WORK ORDER - Every line of the data that contains the string "both" must be copied.

(RECORDS FOR THIS EXERCISE)

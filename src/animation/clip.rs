//! Animation clips and playback

use super::interpolation::InterpolationMode;
use super::keyframe::{Keyframe, KeyframeSequence};

/// Keyframes driving one node of a model
#[derive(Debug, Clone)]
pub struct AnimationChannel {
    /// Index into the model's flat node array
    pub node: usize,
    pub keyframes: KeyframeSequence,
    pub interpolation: InterpolationMode,
}

impl AnimationChannel {
    pub fn new(node: usize, keyframes: impl Into<KeyframeSequence>, interpolation: InterpolationMode) -> Self {
        Self {
            node,
            keyframes: keyframes.into(),
            interpolation,
        }
    }

    /// Evaluate the channel at `time`; `None` for an empty sequence
    pub fn sample(&self, time: f32) -> Option<Keyframe> {
        let (start, end) = self.keyframes.select(time)?;
        let span = end.time - start.time;
        let factor = if span > 0.0 {
            ((time - start.time) / span).clamp(0.0, 1.0)
        } else {
            0.0
        };

        let mut out = Keyframe::new(time);
        self.interpolation
            .interpolator()
            .interpolate(start, end, factor, &mut out);
        Some(out)
    }
}

/// A named set of channels
#[derive(Debug, Clone)]
pub struct AnimationClip {
    pub name: String,
    pub channels: Vec<AnimationChannel>,
    duration: f32,
}

impl AnimationClip {
    pub fn new(name: impl Into<String>, channels: Vec<AnimationChannel>) -> Self {
        let duration = channels
            .iter()
            .filter_map(|c| c.keyframes.last_time())
            .fold(0.0, f32::max);
        Self {
            name: name.into(),
            channels,
            duration,
        }
    }

    /// Time of the last keyframe over all channels
    pub fn duration(&self) -> f32 {
        self.duration
    }
}

/// Playback state of the active clip
#[derive(Debug, Clone, Copy, PartialEq)]
pub struct AnimationPlayback {
    pub clip: usize,
    pub time: f32,
    pub speed: f32,
    pub looping: bool,
    pub playing: bool,
}

impl AnimationPlayback {
    pub fn new(clip: usize) -> Self {
        Self {
            clip,
            time: 0.0,
            speed: 1.0,
            looping: true,
            playing: true,
        }
    }

    pub fn with_speed(mut self, speed: f32) -> Self {
        self.speed = speed;
        self
    }

    pub fn with_looping(mut self, looping: bool) -> Self {
        self.looping = looping;
        self
    }

    /// Advance by `dt` seconds; looping clips wrap, one-shot clips clamp and stop
    pub fn advance(&mut self, dt: f32, duration: f32) {
        if !self.playing {
            return;
        }
        self.time += dt * self.speed;

        if duration <= 0.0 {
            self.time = 0.0;
        } else if self.looping {
            self.time = self.time.rem_euclid(duration);
        } else if self.time >= duration {
            self.time = duration;
            self.playing = false;
        } else if self.time < 0.0 {
            self.time = 0.0;
            self.playing = false;
        }
    }
}

#[cfg(test)]
mod tests {
    use super::*;
    use glam::Vec3;

    fn slide() -> AnimationClip {
        AnimationClip::new(
            "slide",
            vec![AnimationChannel::new(
                0,
                vec![
                    Keyframe::new(0.0).with_translation(Vec3::ZERO),
                    Keyframe::new(2.0).with_translation(Vec3::new(4.0, 0.0, 0.0)),
                ],
                InterpolationMode::Linear,
            )],
        )
    }

    #[test]
    fn test_clip_duration_is_last_keyframe() {
        assert_eq!(slide().duration(), 2.0);
        assert_eq!(AnimationClip::new("empty", Vec::new()).duration(), 0.0);
    }

    #[test]
    fn test_channel_sample_factor() {
        let clip = slide();
        let sample = clip.channels[0].sample(0.5).unwrap();
        assert_eq!(sample.translation, Some(Vec3::new(1.0, 0.0, 0.0)));

        // clamped past the end: both ends are the last keyframe
        let sample = clip.channels[0].sample(5.0).unwrap();
        assert_eq!(sample.translation, Some(Vec3::new(4.0, 0.0, 0.0)));
    }

    #[test]
    fn test_looping_playback_wraps() {
        let mut playback = AnimationPlayback::new(0);
        playback.advance(2.5, 2.0);
        assert!((playback.time - 0.5).abs() < 1e-6);
        assert!(playback.playing);
    }

    #[test]
    fn test_one_shot_playback_clamps() {
        let mut playback = AnimationPlayback::new(0).with_looping(false);
        playback.advance(3.0, 2.0);
        assert_eq!(playback.time, 2.0);
        assert!(!playback.playing);

        playback.advance(1.0, 2.0);
        assert_eq!(playback.time, 2.0);
    }
}
//! Conversions from device types to wgpu types

use crate::backend::shader::TextureSlotKind;
use crate::backend::types::*;

pub fn texture_format(format: TextureFormat) -> wgpu::TextureFormat {
    match format {
        TextureFormat::Rgba8Unorm => wgpu::TextureFormat::Rgba8Unorm,
        TextureFormat::Rgba16Float => wgpu::TextureFormat::Rgba16Float,
        TextureFormat::Rgba32Float => wgpu::TextureFormat::Rgba32Float,
        TextureFormat::Rg8Unorm => wgpu::TextureFormat::Rg8Unorm,
        TextureFormat::Rg16Float => wgpu::TextureFormat::Rg16Float,
        TextureFormat::R32Float => wgpu::TextureFormat::R32Float,
        TextureFormat::Depth32Float => wgpu::TextureFormat::Depth32Float,
    }
}

pub fn texture_usage(usage: TextureUsage) -> wgpu::TextureUsages {
    let mut result = wgpu::TextureUsages::empty();
    if usage.contains(TextureUsage::COPY_SRC) {
        result |= wgpu::TextureUsages::COPY_SRC;
    }
    if usage.contains(TextureUsage::COPY_DST) {
        result |= wgpu::TextureUsages::COPY_DST;
    }
    if usage.contains(TextureUsage::TEXTURE_BINDING) {
        result |= wgpu::TextureUsages::TEXTURE_BINDING;
    }
    if usage.contains(TextureUsage::RENDER_ATTACHMENT) {
        result |= wgpu::TextureUsages::RENDER_ATTACHMENT;
    }
    result
}

pub fn vertex_format(format: VertexFormat) -> wgpu::VertexFormat {
    match format {
        VertexFormat::Float32x2 => wgpu::VertexFormat::Float32x2,
        VertexFormat::Float32x3 => wgpu::VertexFormat::Float32x3,
        VertexFormat::Float32x4 => wgpu::VertexFormat::Float32x4,
        VertexFormat::Uint32x4 => wgpu::VertexFormat::Uint32x4,
    }
}

pub fn compare_function(func: CompareFunction) -> wgpu::CompareFunction {
    match func {
        CompareFunction::Never => wgpu::CompareFunction::Never,
        CompareFunction::Less => wgpu::CompareFunction::Less,
        CompareFunction::Equal => wgpu::CompareFunction::Equal,
        CompareFunction::LessEqual => wgpu::CompareFunction::LessEqual,
        CompareFunction::Greater => wgpu::CompareFunction::Greater,
        CompareFunction::NotEqual => wgpu::CompareFunction::NotEqual,
        CompareFunction::GreaterEqual => wgpu::CompareFunction::GreaterEqual,
        CompareFunction::Always => wgpu::CompareFunction::Always,
    }
}

pub fn cull_mode(mode: CullMode) -> Option<wgpu::Face> {
    match mode {
        CullMode::None => None,
        CullMode::Front => Some(wgpu::Face::Front),
        CullMode::Back => Some(wgpu::Face::Back),
    }
}

pub fn topology(topology: PrimitiveTopology) -> wgpu::PrimitiveTopology {
    match topology {
        PrimitiveTopology::PointList => wgpu::PrimitiveTopology::PointList,
        PrimitiveTopology::LineList => wgpu::PrimitiveTopology::LineList,
        PrimitiveTopology::TriangleList => wgpu::PrimitiveTopology::TriangleList,
    }
}

/// Binding type of a texture slot
pub fn texture_binding(kind: TextureSlotKind) -> wgpu::BindingType {
    let (sample_type, view_dimension) = match kind {
        TextureSlotKind::Color => (
            wgpu::TextureSampleType::Float { filterable: true },
            wgpu::TextureViewDimension::D2,
        ),
        TextureSlotKind::Depth => (wgpu::TextureSampleType::Depth, wgpu::TextureViewDimension::D2),
        TextureSlotKind::Cube => (
            wgpu::TextureSampleType::Float { filterable: true },
            wgpu::TextureViewDimension::Cube,
        ),
    };
    wgpu::BindingType::Texture {
        sample_type,
        view_dimension,
        multisampled: false,
    }
}

/// Whether a texture can be bound to a slot of the given kind
pub fn slot_accepts(kind: TextureSlotKind, texture_kind: TextureKind, format: TextureFormat) -> bool {
    match kind {
        TextureSlotKind::Color => texture_kind == TextureKind::D2 && !format.is_depth(),
        TextureSlotKind::Depth => texture_kind == TextureKind::D2 && format.is_depth(),
        TextureSlotKind::Cube => texture_kind == TextureKind::Cube && !format.is_depth(),
    }
}
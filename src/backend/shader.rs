//! Shader programs and WGSL validation
//!
//! Programs are single WGSL modules with a `vs_main` vertex entry point and
//! an optional `fs_main` fragment entry point. All resources live in bind
//! group 0:
//!
//! | Binding | Resource |
//! |---|---|
//! | 0 | uniform block |
//! | 1.. | storage arrays, in layout order |
//! | 16 + channel | texture bound to a texture channel |
//! | 32 | filtering sampler |
//! | 33 | comparison sampler |

use crate::backend::traits::{BackendError, BackendResult};
use crate::backend::uniforms::UniformLayout;

/// Binding index of the uniform block
pub const UNIFORM_BLOCK_BINDING: u32 = 0;
/// Binding index of the first storage array
pub const FIRST_ARRAY_BINDING: u32 = 1;
/// Binding index of texture channel 0
pub const FIRST_TEXTURE_BINDING: u32 = 16;
/// Highest texture channel a program may declare
pub const MAX_TEXTURE_CHANNELS: u32 = 16;
pub const FILTERING_SAMPLER_BINDING: u32 = 32;
pub const COMPARISON_SAMPLER_BINDING: u32 = 33;

/// How a program samples the texture on a channel
#[derive(Debug, Clone, Copy, PartialEq, Eq, Hash)]
pub enum TextureSlotKind {
    /// `texture_2d<f32>`
    Color,
    /// `texture_depth_2d`
    Depth,
    /// `texture_cube<f32>`
    Cube,
}

/// A texture channel read by a program
#[derive(Debug, Clone, Copy, PartialEq, Eq)]
pub struct TextureSlot {
    pub channel: u32,
    pub kind: TextureSlotKind,
}

impl TextureSlot {
    pub fn new(channel: u32, kind: TextureSlotKind) -> Self {
        Self { channel, kind }
    }

    pub fn binding(&self) -> u32 {
        FIRST_TEXTURE_BINDING + self.channel
    }
}

/// Program descriptor
#[derive(Debug, Clone)]
pub struct ProgramDescriptor {
    pub label: String,
    pub source: String,
    pub uniforms: UniformLayout,
    pub textures: Vec<TextureSlot>,
}

impl ProgramDescriptor {
    pub fn new(label: &str, source: &str) -> Self {
        Self {
            label: label.to_string(),
            source: source.to_string(),
            uniforms: UniformLayout::default(),
            textures: Vec::new(),
        }
    }

    pub fn with_uniforms(mut self, uniforms: UniformLayout) -> Self {
        self.uniforms = uniforms;
        self
    }

    pub fn with_texture(mut self, channel: u32, kind: TextureSlotKind) -> Self {
        self.textures.push(TextureSlot::new(channel, kind));
        self
    }
}

/// Facts about a validated program
#[derive(Debug, Clone, Copy, PartialEq, Eq)]
pub struct ProgramInfo {
    pub has_fragment: bool,
}

/// Parse and validate a program's WGSL source.
///
/// Returns the compiler diagnostic as `ShaderCompilationFailed` when the
/// source does not parse, does not validate, lacks `vs_main`, or declares a
/// texture channel past [`MAX_TEXTURE_CHANNELS`].
pub fn validate_program(desc: &ProgramDescriptor) -> BackendResult<ProgramInfo> {
    let module = naga::front::wgsl::parse_str(&desc.source).map_err(|e| {
        BackendError::ShaderCompilationFailed(format!(
            "{}: WGSL parse error:\n{}",
            desc.label,
            e.emit_to_string(&desc.source)
        ))
    })?;

    naga::valid::Validator::new(
        naga::valid::ValidationFlags::all(),
        naga::valid::Capabilities::all(),
    )
    .validate(&module)
    .map_err(|e| {
        BackendError::ShaderCompilationFailed(format!(
            "{}: WGSL validation error:\n{}",
            desc.label,
            e.emit_to_string(&desc.source)
        ))
    })?;

    let has_entry = |stage: naga::ShaderStage, name: &str| {
        module
            .entry_points
            .iter()
            .any(|ep| ep.stage == stage && ep.name == name)
    };

    if !has_entry(naga::ShaderStage::Vertex, "vs_main") {
        return Err(BackendError::ShaderCompilationFailed(format!(
            "{}: missing vertex entry point 'vs_main'",
            desc.label
        )));
    }

    if let Some(slot) = desc.textures.iter().find(|s| s.channel >= MAX_TEXTURE_CHANNELS) {
        return Err(BackendError::ShaderCompilationFailed(format!(
            "{}: texture channel {} out of range",
            desc.label, slot.channel
        )));
    }

    Ok(ProgramInfo {
        has_fragment: has_entry(naga::ShaderStage::Fragment, "fs_main"),
    })
}

#[cfg(test)]
mod tests {
    use super::*;

    const VALID: &str = r#"
@vertex
fn vs_main(@builtin(vertex_index) index: u32) -> @builtin(position) vec4<f32> {
    return vec4<f32>(f32(index), 0.0, 1.0, 1.0);
}
"#;

    #[test]
    fn test_vertex_only_program() {
        let info = validate_program(&ProgramDescriptor::new("depth only", VALID)).unwrap();
        assert!(!info.has_fragment);
    }

    #[test]
    fn test_parse_error_carries_diagnostic() {
        let desc = ProgramDescriptor::new("broken", "fn vs_main( {");
        match validate_program(&desc) {
            Err(BackendError::ShaderCompilationFailed(message)) => {
                assert!(message.starts_with("broken: WGSL parse error"));
            }
            other => panic!("expected compilation failure, got {other:?}"),
        }
    }

    #[test]
    fn test_missing_entry_point() {
        let source = "@fragment fn fs_main() -> @location(0) vec4<f32> { return vec4<f32>(1.0); }";
        let desc = ProgramDescriptor::new("no vertex", source);
        assert!(matches!(
            validate_program(&desc),
            Err(BackendError::ShaderCompilationFailed(_))
        ));
    }

    #[test]
    fn test_texture_channel_out_of_range() {
        let desc = ProgramDescriptor::new("channels", VALID).with_texture(16, TextureSlotKind::Color);
        assert!(validate_program(&desc).is_err());
    }
}
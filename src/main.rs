mod config;
mod dashboard;
mod output;

use anyhow::{Context, Result};
use clap::Parser;
use config::{CliConfig, Config};
use market_analyzer::TARGET_GAME;
use std::io;
use tracing::info;

fn main() -> Result<()> {
    tracing_subscriber::fmt()
        .with_writer(io::stderr)
        .with_env_filter(
            tracing_subscriber::EnvFilter::try_from_default_env()
                .unwrap_or_else(|_| tracing_subscriber::EnvFilter::new("info")),
        )
        .with_target(false)
        .init();

    let config = CliConfig::parse();

    generate_report(&config)?;

    info!("Report generated successfully");

    Ok(())
}

fn generate_report<C: Config>(config: &C) -> Result<()> {
    let report = market_analyzer::analyze(config.input_path())?;

    output::write_artifacts(config.output_dir(), &report)
        .context("Failed to write report artifacts")?;
    dashboard::write_page(config.dashboard_path(), TARGET_GAME, config.output_dir())
        .context("Failed to write dashboard page")?;

    Ok(())
}
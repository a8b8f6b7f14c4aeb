use std::path::PathBuf;
use thiserror::Error;

/// Fatal pipeline errors; row-level problems are dropped, not raised
#[derive(Debug, Error)]
pub enum AnalyzeError {
    #[error("input file not found: {}", .0.display())]
    MissingFile(PathBuf),

    #[error("no column containing both \"Price\" and \"Cents\" (available columns: {available:?})")]
    MissingPriceColumn { available: Vec<String> },

    #[error("missing required columns {missing:?} (available columns: {available:?})")]
    MissingColumns {
        missing: Vec<String>,
        available: Vec<String>,
    },

    #[error("no rows matched game {0:?}")]
    NoMatchingRows(String),

    #[error("no purchase or sale transactions after filtering")]
    NoValidTransactions,

    #[error("CSV error: {0}")]
    Csv(#[from] csv::Error),

    #[error("I/O error: {0}")]
    Io(#[from] std::io::Error),
}
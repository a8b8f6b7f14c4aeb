use std::path::Path;

pub mod category;
pub mod error;
pub mod loader;
pub mod report;
pub mod transaction;

pub use category::Category;
pub use error::AnalyzeError;
pub use report::Report;
pub use transaction::{Transaction, TransactionKind};

/// The only title the report covers; rows for anything else are ignored.
pub const TARGET_GAME: &str = "Counter-Strike 2";

/// Runs the whole pipeline over the export at `path`: load, filter,
/// normalize, aggregate.
pub fn analyze(path: impl AsRef<Path>) -> Result<Report, AnalyzeError> {
    let transactions = loader::load_transactions(path, TARGET_GAME)?;

    Ok(Report::build(&transactions))
}
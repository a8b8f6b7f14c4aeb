use serde::Serialize;

/// Coarse item bucket derived from the market name.
///
/// Matching is ordered substring search: `Capsule` wins over `Case` for
/// names containing both, and anything without a known marker falls back
/// to `Weapons`.
#[derive(Debug, Clone, Copy, PartialEq, Eq, PartialOrd, Ord, Serialize)]
pub enum Category {
    Capsules,
    Cases,
    Charms,
    Stickers,
    Weapons,
}

impl Category {
    pub fn classify(market_name: &str) -> Self {
        if market_name.contains("Capsule") {
            Self::Capsules
        } else if market_name.contains("Case") {
            Self::Cases
        } else if market_name.contains("Charm") {
            Self::Charms
        } else if market_name.contains("Sticker") {
            Self::Stickers
        } else {
            Self::Weapons
        }
    }
}

#[cfg(test)]
mod tests {
    use super::*;

    #[test]
    fn known_markers_classify() {
        assert_eq!(
            Category::classify("Antwerp 2022 Legends Sticker Capsule"),
            Category::Capsules
        );
        assert_eq!(Category::classify("Kilowatt Case"), Category::Cases);
        assert_eq!(Category::classify("Charm | Die-cast AK"), Category::Charms);
        assert_eq!(
            Category::classify("Sticker | Crown (Foil)"),
            Category::Stickers
        );
    }

    #[test]
    fn unmarked_names_fall_back_to_weapons() {
        assert_eq!(Category::classify("AK-47 | Redline"), Category::Weapons);
        assert_eq!(Category::classify("Music Kit | Daniel Sadowski"), Category::Weapons);
    }

    #[test]
    fn capsule_wins_over_case() {
        assert_eq!(
            Category::classify("Commemorative Capsule Case"),
            Category::Capsules
        );
    }
}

(End RECORDS FOR THIS EXERCISE)

SOLUTION -
        // clamped past the end: both ends are the last keyframe
    #[error("no column containing both \"Price\" and \"Cents\" (available columns: {available:?})")]
/// names containing both, and anything without a known marker falls back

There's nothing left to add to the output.